How Is a TFSA Different From a Registered Retirement Savings Plan?


An RRSP is primarily intended for retirement. The TFSA is like an RRSP for everything else in your life, including retirement.


Both plans offer tax advantages, but they have key differences:

 

  • Contributions to an RRSP are deductible and reduce your income for tax purposes. In contrast, your TFSA savings will not be deductible.
  • Withdrawals from an RRSP are added to your income and taxed at current rates. Your TFSA withdrawals and growth within your account will be tax-free and contribution room is not lost.

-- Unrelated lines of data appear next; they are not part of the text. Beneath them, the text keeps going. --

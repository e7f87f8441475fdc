//! Multi-tool assistant demo: weather, dictionary, web search, and document
//! retrieval behind one conversational loop with session memory.
//!
//! Requires `OPENAI_API_KEY`. Runs canned questions, then chats on stdin
//! until "exit" or "quit".

use std::io::{BufRead, Write};
use std::sync::Arc;

use flowgraph_agents::{AssistantConfig, ToolKit};
use flowgraph_core::InMemoryStore;
use flowgraph_llm::{Embeddings, HashEmbeddings, OpenAiClient, RateLimiter};
use flowgraph_rag::{RagEngine, VectorCollection};

#[tokio::main]
async fn main() -> anyhow::Result<()> {
    dotenv::dotenv().ok();
    tracing_subscriber::fmt()
        .with_env_filter(
            tracing_subscriber::EnvFilter::try_from_default_env()
                .unwrap_or_else(|_| "info".into()),
        )
        .init();

    let model = Arc::new(
        OpenAiClient::from_env("gpt-4o-mini")?
            .with_rate_limiter(Arc::new(RateLimiter::per_minute(30))),
    );

    // Local embeddings keep the demo self-contained.
    let embedder = Arc::new(HashEmbeddings::default());
    let collection = VectorCollection::new("notes", embedder.model_name());
    let engine = Arc::new(RagEngine::new(collection, embedder, model.clone()));
    engine
        .index(
            vec![
                "The team standup is at 9:30 on weekdays.".to_string(),
                "Deploy windows are Tuesday and Thursday afternoons.".to_string(),
            ],
            vec![],
        )
        .await?;

    let toolkit = Arc::new(ToolKit::new().with_retrieval(engine));
    let assistant = AssistantConfig::new(model, toolkit, Arc::new(InMemoryStore::new())).build()?;

    for question in [
        "What's the weather in Tokyo?",
        "Define the word serendipity",
        "When are the deploy windows?",
    ] {
        println!("\n>>> {question}");
        let (answer, invocations) = assistant.reply_stateless(question).await?;
        println!("[tools: {invocations:?}]");
        println!("{answer}");
    }

    println!("\nChat (exit/quit to stop):");
    let stdin = std::io::stdin();
    loop {
        print!("> ");
        std::io::stdout().flush()?;
        let mut line = String::new();
        if stdin.lock().read_line(&mut line)? == 0 {
            break;
        }
        let input = line.trim();
        if input.is_empty() {
            continue;
        }
        if matches!(input, "exit" | "quit") {
            break;
        }
        match assistant.reply("demo", input).await {
            Ok(answer) => println!("{answer}"),
            Err(e) => eprintln!("error: {e}"),
        }
    }
    Ok(())
}
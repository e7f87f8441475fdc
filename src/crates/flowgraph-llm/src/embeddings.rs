//! Text embedding providers.
//!
//! [`Embeddings`] is the seam between retrieval code and embedding backends.
//! [`OpenAiEmbeddings`] calls the remote `/embeddings` endpoint;
//! [`HashEmbeddings`] is a deterministic local fallback (feature hashing)
//! used by offline demos and tests that must not touch the network.

use async_trait::async_trait;
use reqwest::Client;
use serde::{Deserialize, Serialize};
use std::collections::hash_map::DefaultHasher;
use std::hash::{Hash, Hasher};

use crate::config::RemoteLlmConfig;
use crate::error::{LlmError, Result};

/// Embed texts into fixed-dimension vectors.
#[async_trait]
pub trait Embeddings: Send + Sync {
    /// Embed a batch of texts, one vector per input, in input order.
    async fn embed(&self, texts: &[String]) -> Result<Vec<Vec<f32>>>;

    /// Identifier of the underlying model, reported in store stats.
    fn model_name(&self) -> &str;
}

/// Remote embeddings via the OpenAI `/embeddings` endpoint.
#[derive(Clone)]
pub struct OpenAiEmbeddings {
    config: RemoteLlmConfig,
    client: Client,
}

impl OpenAiEmbeddings {
    pub fn new(config: RemoteLlmConfig) -> Result<Self> {
        let client = Client::builder()
            .timeout(config.timeout)
            .build()
            .map_err(LlmError::Http)?;
        Ok(Self { config, client })
    }

    /// Read `OPENAI_API_KEY` and build a client for the given model
    /// (e.g. `text-embedding-3-small`).
    pub fn from_env(model: impl Into<String>) -> Result<Self> {
        let config = RemoteLlmConfig::from_env("OPENAI_API_KEY", "https://api.openai.com/v1", model)?;
        Self::new(config)
    }
}

#[derive(Serialize)]
struct EmbeddingsRequest<'a> {
    model: &'a str,
    input: &'a [String],
}

#[derive(Deserialize)]
struct EmbeddingsResponse {
    data: Vec<EmbeddingDatum>,
}

#[derive(Deserialize)]
struct EmbeddingDatum {
    embedding: Vec<f32>,
}

#[async_trait]
impl Embeddings for OpenAiEmbeddings {
    async fn embed(&self, texts: &[String]) -> Result<Vec<Vec<f32>>> {
        let url = format!("{}/embeddings", self.config.base_url);
        let response = self
            .client
            .post(&url)
            .header("Authorization", format!("Bearer {}", self.config.api_key))
            .json(&EmbeddingsRequest {
                model: &self.config.model,
                input: texts,
            })
            .send()
            .await
            .map_err(LlmError::Http)?;

        if !response.status().is_success() {
            let status = response.status();
            let error_text = response.text().await.unwrap_or_default();
            return Err(match status.as_u16() {
                401 => LlmError::Authentication(error_text),
                429 => LlmError::RateLimitExceeded(error_text),
                _ => LlmError::Provider(format!("API error {status}: {error_text}")),
            });
        }

        let body: EmbeddingsResponse = response.json().await.map_err(LlmError::Http)?;
        if body.data.len() != texts.len() {
            return Err(LlmError::InvalidResponse(format!(
                "expected {} embeddings, got {}",
                texts.len(),
                body.data.len()
            )));
        }
        Ok(body.data.into_iter().map(|d| d.embedding).collect())
    }

    fn model_name(&self) -> &str {
        &self.config.model
    }
}

/// Deterministic local embeddings via token feature hashing.
///
/// Not semantically meaningful across unrelated texts, but identical texts
/// map to identical vectors and token overlap raises cosine similarity,
/// which is what cache and retrieval tests need.
#[derive(Debug, Clone)]
pub struct HashEmbeddings {
    dimension: usize,
}

impl Default for HashEmbeddings {
    fn default() -> Self {
        Self { dimension: 256 }
    }
}

impl HashEmbeddings {
    pub fn new(dimension: usize) -> Self {
        Self { dimension }
    }

    fn embed_one(&self, text: &str) -> Vec<f32> {
        let mut vector = vec![0.0f32; self.dimension];
        for token in text.to_lowercase().split_whitespace() {
            let mut hasher = DefaultHasher::new();
            token.hash(&mut hasher);
            let bucket = (hasher.finish() as usize) % self.dimension;
            vector[bucket] += 1.0;
        }
        let norm = vector.iter().map(|v| v * v).sum::<f32>().sqrt();
        if norm > 0.0 {
            for v in &mut vector {
                *v /= norm;
            }
        }
        vector
    }
}

#[async_trait]
impl Embeddings for HashEmbeddings {
    async fn embed(&self, texts: &[String]) -> Result<Vec<Vec<f32>>> {
        Ok(texts.iter().map(|t| self.embed_one(t)).collect())
    }

    fn model_name(&self) -> &str {
        "hash-embeddings"
    }
}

For example Bill and Jane have contributed $5000.00 each from 2009 to 2014. They have 60,000 invested, plus $14,000 in earnings, assuming 6% return over that period, for a total of $74,000. Bill and Jane can remove that $74,000.00 tax-free, and they still have tax-free contribution room available to them in the future of $74,000.00. Unlike an RSP, their contribution is not lost when funds are withdrawn.


Benefits for Seniors


The TFSA will also provide seniors with a tax-free savings vehicle to meet ongoing savings needs, something they have only limited access to once they reach age 71 as they are required to begin drawing down their registered retirement savings. There is no age restriction for contributing to a TFSA.

 

Designating a beneficiary to your Tax-Free Savings Account (TFSA)

 

The law in the Province of Ontario allows you to designate a beneficiary to your TFSA in the event of your death, by means of a separate designation outside of your will. The TFSA would not be a part of your Probated Estate avoiding provincial probate fees, and making the transfer much less complicated.


Much like an RRSP, the TFSA should be a part of your financial portfolio. Although $5,000 is a modest amount, the $5,000 annual increase and the tax-free compounding, tax-free withdrawal and tax-free transfer of your investments may result in significant tax savings.